//! Monetary amounts in integer minor currency units.
//!
//! All balances, face values, and transaction amounts in the gift-card
//! engine are integer cents. Arithmetic is checked: an overflow or a
//! subtraction below zero is an error, never a wrap or a silent clamp.

use core::fmt;

use serde::{Deserialize, Serialize};

/// Errors from monetary arithmetic and validation.
#[derive(thiserror::Error, Debug, Clone, Copy, PartialEq, Eq)]
pub enum MoneyError {
    /// The amount must be strictly positive.
    #[error("amount must be positive (got {0} cents)")]
    NotPositive(i64),
    /// The amount must not be negative.
    #[error("amount cannot be negative (got {0} cents)")]
    Negative(i64),
    /// Checked arithmetic overflowed.
    #[error("monetary arithmetic overflow")]
    Overflow,
    /// Subtraction would produce a negative amount.
    #[error("insufficient amount: {available} cents available, {requested} cents requested")]
    Insufficient {
        /// Cents available before the operation.
        available: i64,
        /// Cents requested by the operation.
        requested: i64,
    },
}

/// A monetary amount in minor currency units (cents).
///
/// ```
/// use wildflower_core::Money;
///
/// let face = Money::from_cents(20_000).unwrap();
/// assert_eq!(face.cents(), 20_000);
/// assert_eq!(face.to_string(), "$200.00");
/// ```
#[derive(
    Debug, Clone, Copy, PartialEq, Eq, PartialOrd, Ord, Hash, Serialize, Deserialize, Default,
)]
#[serde(transparent)]
pub struct Money(i64);

impl Money {
    /// Zero cents.
    pub const ZERO: Self = Self(0);

    /// Create an amount from cents, rejecting negative values.
    ///
    /// # Errors
    ///
    /// Returns [`MoneyError::Negative`] if `cents < 0`.
    pub const fn from_cents(cents: i64) -> Result<Self, MoneyError> {
        if cents < 0 {
            return Err(MoneyError::Negative(cents));
        }
        Ok(Self(cents))
    }

    /// Create a strictly positive amount from cents.
    ///
    /// # Errors
    ///
    /// Returns [`MoneyError::NotPositive`] if `cents <= 0`.
    pub const fn positive(cents: i64) -> Result<Self, MoneyError> {
        if cents <= 0 {
            return Err(MoneyError::NotPositive(cents));
        }
        Ok(Self(cents))
    }

    /// The amount in cents.
    #[must_use]
    pub const fn cents(&self) -> i64 {
        self.0
    }

    /// Whether this amount is zero.
    #[must_use]
    pub const fn is_zero(&self) -> bool {
        self.0 == 0
    }

    /// Whether this amount is strictly positive.
    #[must_use]
    pub const fn is_positive(&self) -> bool {
        self.0 > 0
    }

    /// Checked addition.
    ///
    /// # Errors
    ///
    /// Returns [`MoneyError::Overflow`] if the sum exceeds `i64::MAX` cents.
    pub const fn checked_add(self, other: Self) -> Result<Self, MoneyError> {
        match self.0.checked_add(other.0) {
            Some(sum) => Ok(Self(sum)),
            None => Err(MoneyError::Overflow),
        }
    }

    /// Checked subtraction that refuses to go below zero.
    ///
    /// # Errors
    ///
    /// Returns [`MoneyError::Insufficient`] if `other > self`.
    pub const fn checked_sub(self, other: Self) -> Result<Self, MoneyError> {
        if other.0 > self.0 {
            return Err(MoneyError::Insufficient {
                available: self.0,
                requested: other.0,
            });
        }
        Ok(Self(self.0 - other.0))
    }
}

impl fmt::Display for Money {
    fn fmt(&self, f: &mut fmt::Formatter<'_>) -> fmt::Result {
        write!(f, "${}.{:02}", self.0 / 100, self.0 % 100)
    }
}

impl From<Money> for i64 {
    fn from(amount: Money) -> Self {
        amount.0
    }
}

// SQLx support (with postgres feature): stored as BIGINT cents.
#[cfg(feature = "postgres")]
impl sqlx::Type<sqlx::Postgres> for Money {
    fn type_info() -> sqlx::postgres::PgTypeInfo {
        <i64 as sqlx::Type<sqlx::Postgres>>::type_info()
    }

    fn compatible(ty: &sqlx::postgres::PgTypeInfo) -> bool {
        <i64 as sqlx::Type<sqlx::Postgres>>::compatible(ty)
    }
}

#[cfg(feature = "postgres")]
impl<'r> sqlx::Decode<'r, sqlx::Postgres> for Money {
    fn decode(value: sqlx::postgres::PgValueRef<'r>) -> Result<Self, sqlx::error::BoxDynError> {
        let cents = <i64 as sqlx::Decode<sqlx::Postgres>>::decode(value)?;
        Ok(Self(cents))
    }
}

#[cfg(feature = "postgres")]
impl sqlx::Encode<'_, sqlx::Postgres> for Money {
    fn encode_by_ref(
        &self,
        buf: &mut sqlx::postgres::PgArgumentBuffer,
    ) -> Result<sqlx::encode::IsNull, sqlx::error::BoxDynError> {
        <i64 as sqlx::Encode<sqlx::Postgres>>::encode_by_ref(&self.0, buf)
    }
}

#[cfg(test)]
#[allow(clippy::unwrap_used)]
mod tests {
    use super::*;

    #[test]
    fn test_from_cents_rejects_negative() {
        assert!(matches!(
            Money::from_cents(-1),
            Err(MoneyError::Negative(-1))
        ));
        assert!(Money::from_cents(0).is_ok());
    }

    #[test]
    fn test_positive_rejects_zero() {
        assert!(matches!(Money::positive(0), Err(MoneyError::NotPositive(0))));
        assert!(Money::positive(1).is_ok());
    }

    #[test]
    fn test_checked_add() {
        let a = Money::from_cents(1500).unwrap();
        let b = Money::from_cents(2500).unwrap();
        assert_eq!(a.checked_add(b).unwrap().cents(), 4000);
        assert!(matches!(
            Money(i64::MAX).checked_add(Money(1)),
            Err(MoneyError::Overflow)
        ));
    }

    #[test]
    fn test_checked_sub_refuses_negative_result() {
        let a = Money::from_cents(1000).unwrap();
        let b = Money::from_cents(1001).unwrap();
        assert!(matches!(
            a.checked_sub(b),
            Err(MoneyError::Insufficient {
                available: 1000,
                requested: 1001
            })
        ));
        assert_eq!(b.checked_sub(a).unwrap().cents(), 1);
    }

    #[test]
    fn test_display() {
        assert_eq!(Money::from_cents(20_000).unwrap().to_string(), "$200.00");
        assert_eq!(Money::from_cents(5).unwrap().to_string(), "$0.05");
        assert_eq!(Money::ZERO.to_string(), "$0.00");
    }

    #[test]
    fn test_serde_transparent() {
        let amount = Money::from_cents(4200).unwrap();
        assert_eq!(serde_json::to_string(&amount).unwrap(), "4200");
        let back: Money = serde_json::from_str("4200").unwrap();
        assert_eq!(back, amount);
    }
}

*-*-*

What you are asked to do :: The whole listing should be copied verbatim.

Answer to this problem ::
//! Monetary amounts in integer minor currency units.
//!
//! All balances, face values, and transaction amounts in the gift-card
//! engine are integer cents. Arithmetic is checked: an overflow or a
//! subtraction below zero is an error, never a wrap or a silent clamp.

use core::fmt;

use serde::{Deserialize, Serialize};

/// Errors from monetary arithmetic and validation.
#[derive(thiserror::Error, Debug, Clone, Copy, PartialEq, Eq)]
pub enum MoneyError {
    /// The amount must be strictly positive.
    #[error("amount must be positive (got {0} cents)")]
    NotPositive(i64),
    /// The amount must not be negative.
    #[error("amount cannot be negative (got {0} cents)")]
    Negative(i64),
    /// Checked arithmetic overflowed.
    #[error("monetary arithmetic overflow")]
    Overflow,
    /// Subtraction would produce a negative amount.
    #[error("insufficient amount: {available} cents available, {requested} cents requested")]
    Insufficient {
        /// Cents available before the operation.
        available: i64,
        /// Cents requested by the operation.
        requested: i64,
    },
}

/// A monetary amount in minor currency units (cents).
///
/// ```
/// use wildflower_core::Money;
///
/// let face = Money::from_cents(20_000).unwrap();
/// assert_eq!(face.cents(), 20_000);
/// assert_eq!(face.to_string(), "$200.00");
/// ```
#[derive(
    Debug, Clone, Copy, PartialEq, Eq, PartialOrd, Ord, Hash, Serialize, Deserialize, Default,
)]
#[serde(transparent)]
pub struct Money(i64);

impl Money {
    /// Zero cents.
    pub const ZERO: Self = Self(0);

    /// Create an amount from cents, rejecting negative values.
    ///
    /// # Errors
    ///
    /// Returns [`MoneyError::Negative`] if `cents < 0`.
    pub const fn from_cents(cents: i64) -> Result<Self, MoneyError> {
        if cents < 0 {
            return Err(MoneyError::Negative(cents));
        }
        Ok(Self(cents))
    }

    /// Create a strictly positive amount from cents.
    ///
    /// # Errors
    ///
    /// Returns [`MoneyError::NotPositive`] if `cents <= 0`.
    pub const fn positive(cents: i64) -> Result<Self, MoneyError> {
        if cents <= 0 {
            return Err(MoneyError::NotPositive(cents));
        }
        Ok(Self(cents))
    }

    /// The amount in cents.
    #[must_use]
    pub const fn cents(&self) -> i64 {
        self.0
    }

    /// Whether this amount is zero.
    #[must_use]
    pub const fn is_zero(&self) -> bool {
        self.0 == 0
    }

    /// Whether this amount is strictly positive.
    #[must_use]
    pub const fn is_positive(&self) -> bool {
        self.0 > 0
    }

    /// Checked addition.
    ///
    /// # Errors
    ///
    /// Returns [`MoneyError::Overflow`] if the sum exceeds `i64::MAX` cents.
    pub const fn checked_add(self, other: Self) -> Result<Self, MoneyError> {
        match self.0.checked_add(other.0) {
            Some(sum) => Ok(Self(sum)),
            None => Err(MoneyError::Overflow),
        }
    }

    /// Checked subtraction that refuses to go below zero.
    ///
    /// # Errors
    ///
    /// Returns [`MoneyError::Insufficient`] if `other > self`.
    pub const fn checked_sub(self, other: Self) -> Result<Self, MoneyError> {
        if other.0 > self.0 {
            return Err(MoneyError::Insufficient {
                available: self.0,
                requested: other.0,
            });
        }
        Ok(Self(self.0 - other.0))
    }
}

impl fmt::Display for Money {
    fn fmt(&self, f: &mut fmt::Formatter<'_>) -> fmt::Result {
        write!(f, "${}.{:02}", self.0 / 100, self.0 % 100)
    }
}

impl From<Money> for i64 {
    fn from(amount: Money) -> Self {
        amount.0
    }
}

// SQLx support (with postgres feature): stored as BIGINT cents.
#[cfg(feature = "postgres")]
impl sqlx::Type<sqlx::Postgres> for Money {
    fn type_info() -> sqlx::postgres::PgTypeInfo {
        <i64 as sqlx::Type<sqlx::Postgres>>::type_info()
    }

    fn compatible(ty: &sqlx::postgres::PgTypeInfo) -> bool {
        <i64 as sqlx::Type<sqlx::Postgres>>::compatible(ty)
    }
}

#[cfg(feature = "postgres")]
impl<'r> sqlx::Decode<'r, sqlx::Postgres> for Money {
    fn decode(value: sqlx::postgres::PgValueRef<'r>) -> Result<Self, sqlx::error::BoxDynError> {
        let cents = <i64 as sqlx::Decode<sqlx::Postgres>>::decode(value)?;
        Ok(Self(cents))
    }
}

#[cfg(feature = "postgres")]
impl sqlx::Encode<'_, sqlx::Postgres> for Money {
    fn encode_by_ref(
        &self,
        buf: &mut sqlx::postgres::PgArgumentBuffer,
    ) -> Result<sqlx::encode::IsNull, sqlx::error::BoxDynError> {
        <i64 as sqlx::Encode<sqlx::Postgres>>::encode_by_ref(&self.0, buf)
    }
}

#[cfg(test)]
#[allow(clippy::unwrap_used)]
mod tests {
    use super::*;

    #[test]
    fn test_from_cents_rejects_negative() {
        assert!(matches!(
            Money::from_cents(-1),
            Err(MoneyError::Negative(-1))
        ));
        assert!(Money::from_cents(0).is_ok());
    }

    #[test]
    fn test_positive_rejects_zero() {
        assert!(matches!(Money::positive(0), Err(MoneyError::NotPositive(0))));
        assert!(Money::positive(1).is_ok());
    }

    #[test]
    fn test_checked_add() {
        let a = Money::from_cents(1500).unwrap();
        let b = Money::from_cents(2500).unwrap();
        assert_eq!(a.checked_add(b).unwrap().cents(), 4000);
        assert!(matches!(
            Money(i64::MAX).checked_add(Money(1)),
            Err(MoneyError::Overflow)
        ));
    }

    #[test]
    fn test_checked_sub_refuses_negative_result() {
        let a = Money::from_cents(1000).unwrap();
        let b = Money::from_cents(1001).unwrap();
        assert!(matches!(
            a.checked_sub(b),
            Err(MoneyError::Insufficient {
                available: 1000,
                requested: 1001
            })
        ));
        assert_eq!(b.checked_sub(a).unwrap().cents(), 1);
    }

    #[test]
    fn test_display() {
        assert_eq!(Money::from_cents(20_000).unwrap().to_string(), "$200.00");
        assert_eq!(Money::from_cents(5).unwrap().to_string(), "$0.05");
        assert_eq!(Money::ZERO.to_string(), "$0.00");
    }

    #[test]
    fn test_serde_transparent() {
        let amount = Money::from_cents(4200).unwrap();
        assert_eq!(serde_json::to_string(&amount).unwrap(), "4200");
        let back: Money = serde_json::from_str("4200").unwrap();
        assert_eq!(back, amount);
    }
}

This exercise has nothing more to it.